[ Editor's note: In the original i wrote that twenty-four trillion dollars were more than existed. This is not correct. I meant to say it was larger than our Federal budget. ]
Dear Paul;
As you know, there is an international effort, led by the world's largest financial institutions, to deprive workers, particularly public-sector employees, of our cost-of-living allowances (COLA). This aggressive campaign has now reached us here in King County with Metro and its media allies insisting we surrender this indispensable, hard-won protection. I write to implore you not to wither under this pressure, and to resist this impossible demand.
The cost of living goes up when prices go up. Prices go up when there is more money in circulation than there are corresponding goods and services to be purchased. This glut of money is a direct result of bank loans. When banks hoard money, as they are now, the supply of money shrinks. When they lend, it expands and creates higher prices. The firewall which insulates us against inflation is our COLA.
In 2008, Congress appointed Neil Barofsky the Special Inspector General for the Toxic Asset Relief Program (TARP), the bank bailout bill signed into law by President George W. Bush. The General subsequently reported that if all the provisions of the Program were fully funded, the actual cost would be twenty-four trillion dollars. This sum is several times greater than our Federal budget. Just about all of this money, he insisted, would have to be borrowed.
Thus far, the big banks have not released our money but have used it to make acquisitions of other financial institutions. However, when they do start lending, we are going to experience currency inflation the likes of which we have never seen before. In fact, we have never had this much money sitting on the sidelines waiting to enter the economy in our history. Even if one is foolish enough to believe that the banks will act responsibly this time around, they may not be competent to control the forces they will unleash when this unprecedented sum of new money enters the marketplace. The danger of hyperinflation has never been greater.
Elsewhere, where national economies were even in worse shape than our own, the banks have begun to release a trickle of money.
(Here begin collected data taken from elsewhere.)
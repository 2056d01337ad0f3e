pub mod calculator;
pub mod error;
pub mod estimation;
pub mod factors;
pub mod labels;
pub mod locale;
pub mod recommendation;
pub mod validation;

pub use calculator::{builder::CalculatorBuilder, Calculator};
pub use error::CarbonError;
In France, Greece, and South Africa, inflation has risen to between five and eight percent. If it is true that here in the U.S. the average working-class person's regular expenses exhaust 80 percent of his/her income, then an annual five percent decrease in the real buying of our paychecks would soon be a disaster. Within a few years some of us will be forced to sell our houses, or take kids out of college, or not be able to retire at age 65, or not be able to provide care for aging loved-ones.
It will take a miracle for us not reach or exceed five percent inflation. Giving up our COLA, particularly in light of this onrushing tsunami, is unthinkable. It is the worst of all possible outcomes. There are lots of solutions to this budget crisis, please let Metro know that this is not one of them. Speaking for myself, I do not care if I ever get another raise. I do not ask to advance, only not to be beaten back into a ruinous retreat. I only wish to keep the buying power of my income where it is, so I can keep what little I have. Many drivers feel this way.
And please do not allow Metro to lead you by the nose into agreeing to a contract which is back-loaded with bells and whistles. It is the COLA which they are after and which they must never get. We have already fallen into the their trap by our making recovery times the locus of our counter campaign. No doubt they will offer to return these to what they were in exchange for the COLA. No doubt this offer will be accompanied by the promise of the reinstatement of the allowance when the crisis is over. Do not be their fool. There is an old Italian proverb which goes "He who lives by hope, dies in despair." Once we have relinquished the family jewels we will never get them back. It will be the beginning of a long descent into poverty and misery for us. Please, do not let this happen.
Now are the times which try people's souls. Stand firm! Let Metro know that elimination of the COLA is not now, and will never be, an option. Please, do not disappoint us.